After a record exports in 2011, India’s coffee exports are likely to decline by an estimated 10 per cent during the 2012 calendar year. This is mainly on account of slowing demand in Europe due to the euro zone debt crisis and an economic slowdown in the West.
Indian exporters, who have ended year 2011 on a high with an export of 3,46,028 tonnes (a 20 per cent growth over the previous year), expect a sluggishness in the demand during 2012. Bumper crop in Brazil, Indonesia and Vietnam may dampen India’s export prospects during 201, according to industry analysts.
As Rajesh Raja, president of Coffee Exporters Association of India, the biggest markets for the country’s coffee have been Europe, mainly Italy. “We saw an outstanding performance in 2011. But this year, we expect a drop of at least 10 per cent in shipments, mainly due to the European debt crisis. We would be happy if we can settle for about 300,000 tonnes of export,” he told Business Standard.
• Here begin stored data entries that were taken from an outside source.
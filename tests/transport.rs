//! End-to-end transport tests over loopback.

use async_trait::async_trait;
use std::net::IpAddr;
use std::sync::Arc;
use std::time::Duration;
use tokio_util::sync::CancellationToken;

use mconn_transport::network::node_info::{NodeInfoOther, ProtocolVersion};
use mconn_transport::{
    ChannelDescriptor, ConnFilter, Connection, ConnectionSet, DuplicateIpFilter, Endpoint,
    MConnConfig, NodeInfo, NodeKey, RawConnId, RejectReason, RejectedError, StreamError,
    Transport, TransportError, TransportOptions,
};

const CHANNEL: u8 = 0x01;

fn node(seed: u8, options: TransportOptions) -> Arc<Transport> {
    let node_key = NodeKey::from_bytes(&[seed; 32]);
    let node_info = NodeInfo {
        protocol_version: ProtocolVersion::current(),
        node_id: node_key.id(),
        listen_addr: "127.0.0.1:26656".to_string(),
        network: "e2e-net".to_string(),
        version: "0.3.0".to_string(),
        channels: vec![CHANNEL],
        moniker: format!("node-{}", seed),
        other: NodeInfoOther::default(),
    };
    let transport = Transport::new(node_key, node_info, MConnConfig::default(), options);
    transport.set_channel_descriptors(vec![ChannelDescriptor::new(CHANNEL)
        .with_send_queue_capacity(16)
        .with_recv_message_capacity(1024 * 1024)]);
    Arc::new(transport)
}

async fn listening(seed: u8, options: TransportOptions) -> (Arc<Transport>, Endpoint) {
    let transport = node(seed, options);
    let local: Endpoint = "mconn://127.0.0.1:0".parse().unwrap();
    transport.listen(&local).await.unwrap();
    let endpoint = transport.endpoints().pop().unwrap();
    (transport, endpoint)
}

async fn accept_one(transport: &Transport) -> Result<Connection, TransportError> {
    let ctx = CancellationToken::new();
    tokio::time::timeout(Duration::from_secs(5), transport.accept(&ctx))
        .await
        .expect("accept timed out")
        .map(|conn| conn.expect("accept cancelled"))
}

#[tokio::test]
async fn test_message_and_eof_marker_reach_peer() {
    let (server, endpoint) = listening(1, TransportOptions::default()).await;
    let client = node(2, TransportOptions::default());

    let ctx = CancellationToken::new();
    let (dialed, accepted) = tokio::join!(client.dial(&ctx, &endpoint), accept_one(&server));
    let dialed = dialed.unwrap();
    let accepted = accepted.unwrap();

    assert_eq!(dialed.node_info().moniker, "node-1");
    assert_eq!(accepted.node_info().moniker, "node-2");
    assert_eq!(dialed.public_key(), NodeKey::from_bytes(&[1; 32]).public_key());
    assert_eq!(accepted.public_key(), NodeKey::from_bytes(&[2; 32]).public_key());

    let out = dialed.stream(u16::from(CHANNEL)).unwrap();
    assert_eq!(out.write(&b"hello"[..]).await.unwrap(), 5);

    let input = accepted.stream(u16::from(CHANNEL)).unwrap();
    let mut buf = [0u8; 64];
    let n = input.read(&mut buf).await.unwrap();
    assert_eq!(&buf[..n], b"hello");
    assert_eq!(input.read(&mut buf).await.unwrap(), 0);

    dialed.close();
    accepted.close();
}

#[tokio::test]
async fn test_unknown_stream_is_reported() {
    let (server, endpoint) = listening(3, TransportOptions::default()).await;
    let client = node(4, TransportOptions::default());

    let ctx = CancellationToken::new();
    let (dialed, accepted) = tokio::join!(client.dial(&ctx, &endpoint), accept_one(&server));
    let dialed = dialed.unwrap();
    accepted.unwrap();

    assert!(matches!(
        dialed.stream(0x7f),
        Err(TransportError::UnknownChannel(0x7f))
    ));
}

#[tokio::test(flavor = "multi_thread", worker_threads = 4)]
async fn test_simultaneous_dials_from_one_ip_admit_one() {
    let filters: Vec<Arc<dyn ConnFilter>> = vec![Arc::new(DuplicateIpFilter)];
    let (server, endpoint) =
        listening(5, TransportOptions::default().with_conn_filters(filters)).await;
    let client = node(6, TransportOptions::default());
    let ctx = CancellationToken::new();

    let (dial_a, dial_b, accept_a, accept_b) = tokio::join!(
        client.dial(&ctx, &endpoint),
        client.dial(&ctx, &endpoint),
        accept_one(&server),
        accept_one(&server),
    );

    assert_eq!([&dial_a, &dial_b].iter().filter(|r| r.is_ok()).count(), 1);
    let accepted = [accept_a, accept_b];
    assert_eq!(accepted.iter().filter(|r| r.is_ok()).count(), 1);
    let err = accepted.iter().find_map(|r| r.as_ref().err()).unwrap();
    let rejection = err.as_rejected().expect("expected a rejection");
    assert!(rejection.is_duplicate(), "unexpected rejection: {}", rejection);
    assert_eq!(server.conn_set().len(), 1);
}

#[tokio::test]
async fn test_self_dial_is_rejected() {
    let (server, endpoint) = listening(7, TransportOptions::default()).await;
    let ctx = CancellationToken::new();

    let err = server.dial(&ctx, &endpoint).await.unwrap_err();
    let rejection = err.as_rejected().expect("expected a rejection");
    assert!(rejection.is_self(), "unexpected rejection: {}", rejection);
    assert_eq!(rejection.reason(), RejectReason::SelfConnect);
}

#[tokio::test]
async fn test_wrong_peer_id_fails_authentication() {
    let (_server, endpoint) = listening(8, TransportOptions::default()).await;
    let client = node(9, TransportOptions::default());
    let ctx = CancellationToken::new();

    let impostor = NodeKey::from_bytes(&[10; 32]).id();
    let wrong = endpoint.clone().with_peer_id(impostor.clone());
    let err = client.dial(&ctx, &wrong).await.unwrap_err();
    let rejection = err.as_rejected().expect("expected a rejection");
    assert!(rejection.is_auth_failure());
    assert!(client.conn_set().is_empty());
}

struct SlowFilter(Duration);

#[async_trait]
impl ConnFilter for SlowFilter {
    async fn evaluate(
        &self,
        _conns: &ConnectionSet,
        _conn: &RawConnId,
        _ips: &[IpAddr],
    ) -> Result<(), RejectedError> {
        tokio::time::sleep(self.0).await;
        Ok(())
    }
}

#[tokio::test]
async fn test_slow_filter_times_out() {
    let (_server, endpoint) = listening(11, TransportOptions::default()).await;
    let filters: Vec<Arc<dyn ConnFilter>> = vec![Arc::new(SlowFilter(Duration::from_secs(5)))];
    let client = node(
        12,
        TransportOptions::default()
            .with_conn_filters(filters)
            .with_filter_timeout(Duration::from_millis(50)),
    );
    let ctx = CancellationToken::new();

    let err = client.dial(&ctx, &endpoint).await.unwrap_err();
    assert!(matches!(err, TransportError::FilterTimeout), "got {}", err);
    assert!(client.conn_set().is_empty());
}

#[tokio::test]
async fn test_closure_filter_rejects() {
    let deny: Vec<Arc<dyn ConnFilter>> = vec![Arc::new(
        |_: &ConnectionSet, conn: &RawConnId, _: &[IpAddr]| {
            Err(RejectedError::filtered(conn.remote, "denied"))
        },
    )];
    let (server, endpoint) = listening(13, TransportOptions::default().with_conn_filters(deny)).await;
    let client = node(14, TransportOptions::default());
    let ctx = CancellationToken::new();

    let (dialed, accepted) = tokio::join!(client.dial(&ctx, &endpoint), accept_one(&server));
    assert!(dialed.is_err());
    let err = accepted.unwrap_err();
    assert!(err.as_rejected().map_or(false, |r| r.is_filtered()));
}

#[tokio::test]
async fn test_close_drops_undelivered_connections() {
    let (server, endpoint) = listening(15, TransportOptions::default()).await;
    let client = node(16, TransportOptions::default());
    let ctx = CancellationToken::new();

    // Nobody accepts on the server, so its side stays queued.
    let dialed = client.dial(&ctx, &endpoint).await.unwrap();
    tokio::time::sleep(Duration::from_millis(100)).await;
    server.close();

    let stream = dialed.stream(u16::from(CHANNEL)).unwrap();
    let mut buf = [0u8; 16];
    let res = tokio::time::timeout(Duration::from_secs(5), stream.read(&mut buf))
        .await
        .expect("peer close not observed");
    assert!(matches!(res, Err(StreamError::Closed(CHANNEL))));
    assert!(dialed.is_closed());

    assert!(matches!(
        server.accept(&ctx).await,
        Err(TransportError::TransportClosed)
    ));
}

#[tokio::test]
async fn test_close_during_handshake_releases_raw_conn() {
    let (server, endpoint) = listening(
        17,
        TransportOptions::default().with_handshake_timeout(Duration::from_millis(200)),
    )
    .await;

    // A peer that connects but never speaks.
    let _silent = tokio::net::TcpStream::connect(endpoint.socket_addr().unwrap())
        .await
        .unwrap();
    tokio::time::sleep(Duration::from_millis(50)).await;
    assert_eq!(server.conn_set().len(), 1);

    server.close();
    tokio::time::sleep(Duration::from_millis(500)).await;
    assert!(server.conn_set().is_empty());
}

#[tokio::test]
async fn test_handshake_finishing_after_close_is_not_delivered() {
    // Holds the inbound socket in filtering until after close.
    let filters: Vec<Arc<dyn ConnFilter>> = vec![Arc::new(SlowFilter(Duration::from_millis(300)))];
    let (server, endpoint) =
        listening(23, TransportOptions::default().with_conn_filters(filters)).await;
    let client = node(24, TransportOptions::default());

    let dial = tokio::spawn({
        let client = client.clone();
        let endpoint = endpoint.clone();
        async move { client.dial(&CancellationToken::new(), &endpoint).await }
    });
    tokio::time::sleep(Duration::from_millis(100)).await;
    server.close();

    let dialed = dial.await.unwrap().expect("server side completes its handshake");
    let stream = dialed.stream(u16::from(CHANNEL)).unwrap();
    let mut buf = [0u8; 16];
    let res = tokio::time::timeout(Duration::from_secs(5), stream.read(&mut buf))
        .await
        .expect("server never closed the late connection");
    assert!(matches!(res, Err(StreamError::Closed(CHANNEL))));

    assert!(matches!(
        server.accept(&CancellationToken::new()).await,
        Err(TransportError::TransportClosed)
    ));
    tokio::time::sleep(Duration::from_millis(50)).await;
    assert!(server.conn_set().is_empty());
}

#[tokio::test]
async fn test_accept_cancellation_keeps_transport_usable() {
    let (server, endpoint) = listening(18, TransportOptions::default()).await;

    let ctx = CancellationToken::new();
    ctx.cancel();
    assert!(server.accept(&ctx).await.unwrap().is_none());

    let client = node(19, TransportOptions::default());
    let dial_ctx = CancellationToken::new();
    let (dialed, accepted) = tokio::join!(client.dial(&dial_ctx, &endpoint), accept_one(&server));
    assert!(dialed.is_ok());
    assert!(accepted.is_ok());
}

#[tokio::test]
async fn test_connection_limit_holds_extra_peers() {
    let (server, endpoint) = listening(
        20,
        TransportOptions::default().with_max_incoming_connections(1),
    )
    .await;
    let ctx = CancellationToken::new();

    let first = node(21, TransportOptions::default());
    let (dialed, accepted) = tokio::join!(first.dial(&ctx, &endpoint), accept_one(&server));
    dialed.unwrap();
    let accepted = accepted.unwrap();

    // The second peer's socket is not accepted until a slot frees up.
    let second = node(22, TransportOptions::default());
    let pending = tokio::spawn({
        let endpoint = endpoint.clone();
        async move {
            let ctx = CancellationToken::new();
            second.dial(&ctx, &endpoint).await.map(|_| ())
        }
    });
    tokio::time::sleep(Duration::from_millis(200)).await;
    assert!(!pending.is_finished());

    accepted.close();
    let (accepted, dialed) = tokio::join!(accept_one(&server), pending);
    assert!(accepted.is_ok());
    assert!(dialed.unwrap().is_ok());
}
The crop in Brazil and Indonesia is expected to be higher. This is in addition to Vietnam, which has started shipping its new crop. It has already exported 40 per cent of its crop. That will put pressure on the Indian coffee, says Raja. Indonesia will harvest its coffee in April and Brazil will do it in June.
During 2011, India’s coffee exports have increased by 19.8 per cent to 346,028 tonnes, as against 288,741 tonnes. This included a re-export of 53,440 tonnes as compared to 45,365 tonnes in the previous, which is a growth of 17.8 per cent.
The rise in exports was mainly on account of a very good demand from India during the first three quarters of the year from Europe, especially Italy, which is the largest market for Indian coffee — especially for instant coffee. The instant coffee exports were up by 25.5 per cent at 45,596 tones compared to the previous year.
Karnataka Planters Association notes that the Robusta variety, especially, registered a “very good” crop in 2011. This, when there was a shortage internationally as Brazil had an off-year and Columbia witnessed a shortfall in production, notes association chairman Marvin Rodrigues. “The demand was robust from European region in the first half of the year. The prices were also ruling high during the January-March quarter,” he adds.
During the year, in value terms, India’s exporters earned Rs 4,859.45 crore as against Rs 2,963.60 crore in the previous year, showing a rise of 64 per cent.
On its part, the Coffee Board of India has estimated the 2011-12 crop size at 321,000 tonnes, as against 301,000 tonnes in the previous year. That is, a 6.6 per cent growth. Good rains across major growing regions in Karnataka and Tamil Nadu have resulted in higher yield. The growth has come mainly from the Arabica variety, which is pegged at 104,000 tonnes. Robusta is expected to be 217,000 tonnes as against 207,000 tonnes in the previous year.
“During 2012,” says Coffee Exporters Association’s Raja, “Indian exporters will also see further pressure in terms of pricing.” If the prices started declining during the fourth quarter of 2011 calendar, it was because of a global financial turmoil. “The robusta prices have seen about 25 per cent fall to settle at $1800 per tonne. The prices are expected to further drop to around $1,700 in the next few months,” he adds.